We must also remember that the Lord promised other blessings to Abraham, such as He would be Abraham’s “shield”.  Genesis 15:1  He saved Abraham’s kin from the destruction of Sodom and Gomorrah.  He guided Abraham in his battle against the five kings.  He blessed Abraham and Sarah will great flocks.  The Lord was faithful to His promise.  In fact, it is the Lord’s promise alone that made Abraham righteous as Abraham believed and had faith in the Lord’s promises, not Abraham’s works of holiness and spirituality. His faith received the holiness of God’s righteousness.

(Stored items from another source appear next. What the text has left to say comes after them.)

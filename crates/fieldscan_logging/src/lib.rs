//! Shared logging setup for fieldscan binaries.
//!
//! Two `fmt` layers are installed: a size-rotated log file under
//! `~/.fieldscan/logs` and stderr. The file layer always receives the full
//! filter; the console layer can be quieted for batch runs.

use anyhow::{Context, Result};
use std::fs::{self, File, OpenOptions};
use std::io::{self, Write};
use std::path::PathBuf;
use std::sync::Mutex;
use tracing_subscriber::{layer::SubscriberExt, util::SubscriberInitExt, EnvFilter, Layer};

const DEFAULT_LOG_FILTER: &str = "fieldscan=info,fieldscan_inference=info";
const QUIET_CONSOLE_FILTER: &str = "fieldscan=warn";

/// Logging configuration shared by fieldscan binaries.
pub struct LogConfig<'a> {
    pub app_name: &'a str,
    /// Mirror the file filter on stderr instead of only warnings.
    pub verbose: bool,
}

/// Initialize tracing with a rotating file writer and stderr output.
pub fn init_logging(config: LogConfig<'_>) -> Result<()> {
    let log_dir = ensure_logs_dir().context("Failed to ensure log directory")?;
    let log_file = RotatingLogFile::open(log_dir, config.app_name, RotationPolicy::default())
        .with_context(|| format!("Failed to open log file for {}", config.app_name))?;

    let file_filter = EnvFilter::try_from_default_env()
        .unwrap_or_else(|_| EnvFilter::new(DEFAULT_LOG_FILTER));

    let console_filter = if config.verbose {
        file_filter.clone()
    } else {
        EnvFilter::new(QUIET_CONSOLE_FILTER)
    };

    tracing_subscriber::registry()
        .with(
            tracing_subscriber::fmt::layer()
                .with_writer(Mutex::new(log_file))
                .with_ansi(false)
                .with_filter(file_filter),
        )
        .with(
            tracing_subscriber::fmt::layer()
                .with_writer(std::io::stderr)
                .with_filter(console_filter),
        )
        .try_init()
        .context("A global tracing subscriber is already installed")?;

    Ok(())
}

/// Get the fieldscan home directory: ~/.fieldscan
///
/// `FIELDSCAN_HOME` overrides the location. Falls back to the current
/// directory when no home directory can be determined.
pub fn fieldscan_home() -> PathBuf {
    if let Ok(override_path) = std::env::var("FIELDSCAN_HOME") {
        return PathBuf::from(override_path);
    }
    dirs::home_dir()
        .unwrap_or_else(|| PathBuf::from("."))
        .join(".fieldscan")
}

/// Get the logs directory: ~/.fieldscan/logs
pub fn logs_dir() -> PathBuf {
    fieldscan_home().join("logs")
}

/// Ensure the logs directory exists.
pub fn ensure_logs_dir() -> Result<PathBuf> {
    let logs = logs_dir();
    fs::create_dir_all(&logs)
        .with_context(|| format!("Failed to create logs directory: {}", logs.display()))?;
    Ok(logs)
}

/// How many generations to keep and how large each may grow.
#[derive(Debug, Clone, Copy)]
pub struct RotationPolicy {
    /// Live file plus numbered backups; at least 1.
    pub generations: usize,
    pub max_bytes: u64,
}

impl Default for RotationPolicy {
    fn default() -> Self {
        Self {
            generations: 5,
            max_bytes: 10 * 1024 * 1024,
        }
    }
}

/// `<app>.log` plus `<app>.log.1` .. `<app>.log.N-1`, newest first.
struct RotatingLogFile {
    dir: PathBuf,
    stem: String,
    policy: RotationPolicy,
    file: File,
    written: u64,
}

impl RotatingLogFile {
    fn open(dir: PathBuf, app_name: &str, policy: RotationPolicy) -> io::Result<Self> {
        fs::create_dir_all(&dir)?;
        let stem: String = app_name
            .chars()
            .map(|ch| match ch {
                'a'..='z' | 'A'..='Z' | '0'..='9' | '-' | '_' => ch,
                _ => '_',
            })
            .collect();
        let policy = RotationPolicy {
            generations: policy.generations.max(1),
            ..policy
        };

        let live = dir.join(format!("{}.log", stem));
        let file = OpenOptions::new().create(true).append(true).open(&live)?;
        let written = file.metadata()?.len();

        let mut log = Self {
            dir,
            stem,
            policy,
            file,
            written,
        };
        if log.written > log.policy.max_bytes {
            log.roll()?;
        }
        Ok(log)
    }

    /// Generation 0 is the live file.
    fn generation(&self, index: usize) -> PathBuf {
        match index {
            0 => self.dir.join(format!("{}.log", self.stem)),
            n => self.dir.join(format!("{}.log.{}", self.stem, n)),
        }
    }

    /// Shift every generation one step older, dropping the last, then start
    /// an empty live file.
    fn roll(&mut self) -> io::Result<()> {
        self.file.flush()?;

        let last = self.policy.generations - 1;
        if last > 0 {
            let oldest = self.generation(last);
            if oldest.exists() {
                fs::remove_file(&oldest)?;
            }
            for index in (0..last).rev() {
                let from = self.generation(index);
                if from.exists() {
                    fs::rename(&from, self.generation(index + 1))?;
                }
            }
        }

        // A single generation keeps no backups; `create` truncates.
        self.file = File::create(self.generation(0))?;
        self.written = 0;
        Ok(())
    }
}

impl Write for RotatingLogFile {
    fn write(&mut self, buf: &[u8]) -> io::Result<usize> {
        if self.written > 0 && self.written + buf.len() as u64 > self.policy.max_bytes {
            self.roll()?;
        }
        let bytes = self.file.write(buf)?;
        self.written += bytes as u64;
        Ok(bytes)
    }

    fn flush(&mut self) -> io::Result<()> {
        self.file.flush()
    }
}

#[cfg(test)]
mod tests {
    use super::*;
    use tempfile::TempDir;

    fn policy(generations: usize, max_bytes: u64) -> RotationPolicy {
        RotationPolicy {
            generations,
            max_bytes,
        }
    }

    #[test]
    fn app_name_becomes_a_safe_stem() {
        let temp = TempDir::new().unwrap();
        let log =
            RotatingLogFile::open(temp.path().to_path_buf(), "field scan/run", policy(2, 64))
                .unwrap();
        assert_eq!(log.stem, "field_scan_run");
        assert!(temp.path().join("field_scan_run.log").exists());
    }

    #[test]
    fn log_rolls_when_size_exceeded() {
        let temp = TempDir::new().unwrap();
        let mut log =
            RotatingLogFile::open(temp.path().to_path_buf(), "fieldscan", policy(3, 16)).unwrap();

        log.write_all(b"0123456789").unwrap();
        log.write_all(b"abcdefghij").unwrap();
        log.flush().unwrap();

        let live = fs::read_to_string(temp.path().join("fieldscan.log")).unwrap();
        let previous = fs::read_to_string(temp.path().join("fieldscan.log.1")).unwrap();
        assert_eq!(live, "abcdefghij");
        assert_eq!(previous, "0123456789");
    }

    #[test]
    fn oldest_generation_is_dropped() {
        let temp = TempDir::new().unwrap();
        let mut log =
            RotatingLogFile::open(temp.path().to_path_buf(), "scan", policy(2, 4)).unwrap();

        for chunk in [b"aaaa", b"bbbb", b"cccc"] {
            log.write_all(chunk).unwrap();
        }
        log.flush().unwrap();

        assert!(!temp.path().join("scan.log.2").exists());
        assert_eq!(fs::read_to_string(temp.path().join("scan.log.1")).unwrap(), "bbbb");
        assert_eq!(fs::read_to_string(temp.path().join("scan.log")).unwrap(), "cccc");
    }

    #[test]
    fn single_generation_truncates_in_place() {
        let temp = TempDir::new().unwrap();
        let mut log =
            RotatingLogFile::open(temp.path().to_path_buf(), "solo", policy(1, 4)).unwrap();

        log.write_all(b"aaaa").unwrap();
        log.write_all(b"bb").unwrap();
        log.flush().unwrap();

        assert!(!temp.path().join("solo.log.1").exists());
        assert_eq!(fs::read_to_string(temp.path().join("solo.log")).unwrap(), "bb");
    }

    #[test]
    fn oversized_existing_log_is_rolled_on_open() {
        let temp = TempDir::new().unwrap();
        fs::write(temp.path().join("big.log"), b"0123456789").unwrap();

        let log = RotatingLogFile::open(temp.path().to_path_buf(), "big", policy(2, 4)).unwrap();
        assert_eq!(log.written, 0);
        assert_eq!(
            fs::read_to_string(temp.path().join("big.log.1")).unwrap(),
            "0123456789"
        );
    }
}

“But when God commands that Abraham’s son should be taken away, He leaves no hope but simply confronts Abraham with a contradiction.  And God, who formerly seemed to be his best friend, now appears to have become an enemy and a tyrant.” (Luther’s Commentary on Genesis, chapter 22). Now the Lord appeared to be unholy. When everything in sight runs contrary to our expectations for and of God in sickness, poverty, war and famine, He appears to be a tyrant and we are tempted with despair. Most of the time, it does not take much to be tempted to look away from His promises.  A pastor looks at himself and his congregation, falling asleep, sneezing, contentious, small, and the like.  He then thinks of a Bible verse,  such as, “…but you are a chosen race, a royal priesthood, a holy nation, a people for his own possession, that you may proclaim the excellencies of him who called you out of darkness into his marvelous light”,  (1 Peter 2: 9), I think, ‘This is a holy nation, a royal priesthood?! Doesn’t look that way to me!’  But men look on appearances but God upon the heart.  Abraham also looked on the appearance of things, such as his aged body, but he clung in faith and love to God’s promises and His commands and maybe that’s why, against all appearances, Abraham did what he did when the Lord commanded him to take his son, his only son and offer him up on a mountain in Moriah. He trusted the Lord at His Word that he knew by faith, against all appearances, He would be true to His promise, that Isaac would live. And though His only-begotten Son, He did not spare, but was killed for our atonement, like that ram in substitution for Isaac, His Son rose again from the dead. As the Apostle Paul wrote centuries later about the faithfulness of the Lord:

Remember Jesus Christ, risen from the dead, the offspring of David, as preached in my gospel, for which I am suffering,bound with chains as a criminal. But the word of God is not bound! 10 Therefore I endure everything for the sake of the elect, that they also may obtain the salvation that is in Christ Jesus with eternal glory. 11 The saying is trustworthy, for:

If we have died with him, we will also live with him;
12 if we endure, we will also reign with him;
if we deny him, he also will deny us;
13 if we are faithless, he remains faithful—

for he cannot deny himself.

 (2 Timothy 2: 8-13)

Lord God, heavenly Father, You promised Abraham that he would be the father of many nations, You led him to the land of Canaan, and You sealed Your covenant with him by the shedding of blood. May we see in Jesus, the Seed of Abraham, the promise of the new covenant of Your Holy Church, sealed with Jesus’ blood on the cross and given to us now in the cup of the new testament; through the same Jesus Christ, our Lord, who lives and reigns with You and the Holy Spirit, one God, now and forever.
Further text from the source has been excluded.